There is nothing "implicit" about the bias in these actions. The other patrons in the video did not need "implicit-bias training" to see these actions for what they were: racism. Racism on the part of the employee who called the police, and racism on the part of the police who responded in an unjustifiably aggressive and officious manner.

This incident does not simply reflect the misguided "unconscious stereotypes" held by a few benighted individuals. Rather, it exemplifies the broader systemic and structural problem of using police to enforce racial boundaries and hierarchies in public spaces.

Diversity training is a multibillion-dollar-a-year industry that has been around for decades. It makes people feel good, assuring them, like self-help gurus do, that they are working to become the best nonbiased version of themselves they can be.
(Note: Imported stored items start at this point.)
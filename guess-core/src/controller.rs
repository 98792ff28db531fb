use guess_types::{
    DEFAULT_DISPLAYED_RESULT, DismissReason, GuessError, GuessMode, HistoryEntry, Notification,
    NotificationId, RoundConfig, RoundResult, SessionView,
};
use std::time::Instant;
use tracing::{debug, info, warn};
use uuid::Uuid;

use crate::{
    CooldownGate, CooldownGeneration, HistoryLedger, NotificationQueue, OutcomeGenerator,
    RoundEvaluator, RoundEvent, RoundEventBus, RoundTimings, UniformGenerator,
};

/// Everything one accepted play produced. The notification and the history
/// entry are built from the same `RoundResult`.
#[derive(Debug, Clone, PartialEq)]
pub struct RoundPlayed {
    pub result: RoundResult,
    pub entry: HistoryEntry,
    pub notification: Notification,
    pub cooldown: CooldownGeneration,
    pub notification_expires_at: Instant,
}

#[derive(Debug, Clone, PartialEq)]
pub enum PlayOutcome {
    Played(RoundPlayed),
    /// Still cooling down; nothing changed.
    Rejected,
}

impl PlayOutcome {
    pub fn is_rejected(&self) -> bool {
        matches!(self, PlayOutcome::Rejected)
    }

    pub fn played(&self) -> Option<&RoundPlayed> {
        match self {
            PlayOutcome::Played(round) => Some(round),
            PlayOutcome::Rejected => None,
        }
    }
}

/// Owns the whole per-session state: current selection, last displayed
/// result, history, live notifications and the cooldown gate.
pub struct RoundController<G = UniformGenerator> {
    config: RoundConfig,
    current_result: u8,
    ledger: HistoryLedger,
    notifications: NotificationQueue,
    cooldown: CooldownGate,
    timings: RoundTimings,
    generator: G,
    pub event_bus: RoundEventBus,
}

impl RoundController<UniformGenerator> {
    pub fn new(timings: RoundTimings) -> Self {
        Self::with_generator(UniformGenerator, timings)
    }
}

impl Default for RoundController<UniformGenerator> {
    fn default() -> Self {
        Self::new(RoundTimings::default())
    }
}

impl<G: OutcomeGenerator> RoundController<G> {
    pub fn with_generator(generator: G, timings: RoundTimings) -> Self {
        Self {
            config: RoundConfig::default(),
            current_result: DEFAULT_DISPLAYED_RESULT,
            ledger: HistoryLedger::new(),
            notifications: NotificationQueue::new(),
            cooldown: CooldownGate::new(timings.cooldown),
            timings,
            generator,
            event_bus: RoundEventBus::new(),
        }
    }

    pub fn select_mode(&mut self, mode: GuessMode) {
        self.config.mode = mode;
        self.event_bus.publish(RoundEvent::ModeSelected { mode });
    }

    pub fn select_threshold(&mut self, threshold: u8) -> Result<(), GuessError> {
        let config = RoundConfig::new(self.config.mode, threshold).inspect_err(|e| {
            warn!("Rejected threshold selection: {}", e);
        })?;

        self.config = config;
        self.event_bus
            .publish(RoundEvent::ThresholdSelected { threshold });
        Ok(())
    }

    /// Plays the current selection.
    pub fn play(&mut self, now: Instant) -> Result<PlayOutcome, GuessError> {
        self.play_with(self.config, now)
    }

    /// Plays `config` without changing the stored selection. The threshold is
    /// checked before the gate so a bad config never arms the cooldown.
    pub fn play_with(&mut self, config: RoundConfig, now: Instant) -> Result<PlayOutcome, GuessError> {
        config.validate()?;

        let Some(cooldown) = self.cooldown.try_enter(now) else {
            debug!("Play rejected, cooling down");
            return Ok(PlayOutcome::Rejected);
        };

        let drawn_value = self.generator.draw();
        let result = RoundEvaluator::evaluate(config.mode, config.threshold, drawn_value);

        self.current_result = result.drawn_value;

        let notification = Notification {
            id: Uuid::new_v4(),
            win: result.win,
            loss_detail: result.loss_detail.clone(),
        };
        let notification_expires_at = now + self.timings.notification_ttl;
        self.notifications
            .push(notification.clone(), notification_expires_at);

        let entry = HistoryEntry {
            id: Uuid::new_v4(),
            time: chrono::Local::now().format("%H:%M:%S").to_string(),
            mode: config.mode,
            threshold: config.threshold,
            drawn_value: result.drawn_value,
            win: result.win,
        };
        self.ledger.record(entry.clone());

        info!(
            "Round played: {} {} drew {} ({})",
            config.mode,
            config.threshold,
            result.drawn_value,
            if result.win { "win" } else { "loss" }
        );

        self.event_bus.publish(RoundEvent::RoundPlayed {
            result: result.clone(),
            entry: entry.clone(),
            notification: notification.clone(),
        });

        Ok(PlayOutcome::Played(RoundPlayed {
            result,
            entry,
            notification,
            cooldown,
            notification_expires_at,
        }))
    }

    /// User dismissal. Returns false if the notification was already gone.
    pub fn dismiss(&mut self, id: NotificationId) -> bool {
        self.remove_notification(id, DismissReason::User)
    }

    /// Auto-expiry timer firing for one notification.
    pub fn expire_notification(&mut self, id: NotificationId) -> bool {
        self.remove_notification(id, DismissReason::Expired)
    }

    fn remove_notification(&mut self, id: NotificationId, reason: DismissReason) -> bool {
        if !self.notifications.dismiss(id) {
            return false;
        }

        debug!("Notification {} removed ({:?})", id, reason);
        self.event_bus
            .publish(RoundEvent::NotificationDismissed { id, reason });
        true
    }

    /// Cooldown timer firing. Ignored if the gate was re-armed since.
    pub fn release_cooldown(&mut self, generation: CooldownGeneration) -> bool {
        if !self.cooldown.release(generation) {
            return false;
        }

        debug!("Cooldown {} released", generation);
        self.event_bus.publish(RoundEvent::CooldownReleased);
        true
    }

    /// Applies every deadline that has passed by `now`, for callers that
    /// poll instead of running timers.
    pub fn tick(&mut self, now: Instant) {
        if self.cooldown.release_if_elapsed(now) {
            self.event_bus.publish(RoundEvent::CooldownReleased);
        }

        for id in self.notifications.expire_due(now) {
            self.event_bus.publish(RoundEvent::NotificationDismissed {
                id,
                reason: DismissReason::Expired,
            });
        }
    }

    pub fn config(&self) -> RoundConfig {
        self.config
    }

    pub fn mode(&self) -> GuessMode {
        self.config.mode
    }

    pub fn threshold(&self) -> u8 {
        self.config.threshold
    }

    pub fn current_result(&self) -> u8 {
        self.current_result
    }

    pub fn history(&self) -> Vec<HistoryEntry> {
        self.ledger.snapshot()
    }

    pub fn notifications(&self) -> &NotificationQueue {
        &self.notifications
    }

    pub fn is_cooling_down(&self, now: Instant) -> bool {
        self.cooldown.is_active(now)
    }

    pub fn timings(&self) -> RoundTimings {
        self.timings
    }

    pub fn view(&self, now: Instant) -> SessionView {
        SessionView {
            current_result: self.current_result,
            mode: self.config.mode,
            threshold: self.config.threshold,
            history: self.ledger.snapshot(),
            notifications: self.notifications.snapshot(),
            cooling_down: self.cooldown.is_active(now),
        }
    }
}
Being a "woke" white person is all well and good, but it does not dismantle the school-to-prison pipeline, undo voter suppression or redress years of systematic economic dispossession. Diversity management, it turns out, does more to insulate businesses from lawsuits than to increase the representation of minorities in the workforce or reduce the frequencies of incidents such as what occurred at Starbucks.

We see a troubling, if anecdotal, indication of such limitations in the infamous case from the summer of 2015 where a video captured police officer Eric Casebolt brutally subduing a black teenage girl at a Texas pool party. News reports of the incident included the information that he had taken eight hours of diversity training at a local community college and had also taken courses on racial profiling and the use of force.

What is needed is accountability. Accountability for employees who disrespect people because of their race; accountability for police who respond with excessive force and escalate rather than de-escalate a situation because of a person's race.

What does accountability look like? There is no single answer, but it can take many forms, both individual and structural: e.g., suspension, dismissal, restriction of duties, demotion — and not only for the individuals committing the acts but for those responsible for supervising them.

One thing it doesn't look like is "training."

We will never get past these incidents if we keep characterizing them simply as manifestations of implicit bias.

When incidents such as these, and many far worse, keep happening over and over and over again, we must call them by their name: racism. Only then will we be able to marshal the resources collectively as a political community to confront this problem and take the hard actions necessary to make things better.

Jonathan Kahn is James E. Kelley Professor of Law at Mitchell Hamline School of Law. He is the author of "Race on the Brain: What Implicit Bias Gets Wrong About the Struggle for Racial Justice" (Columbia University Press, 2018).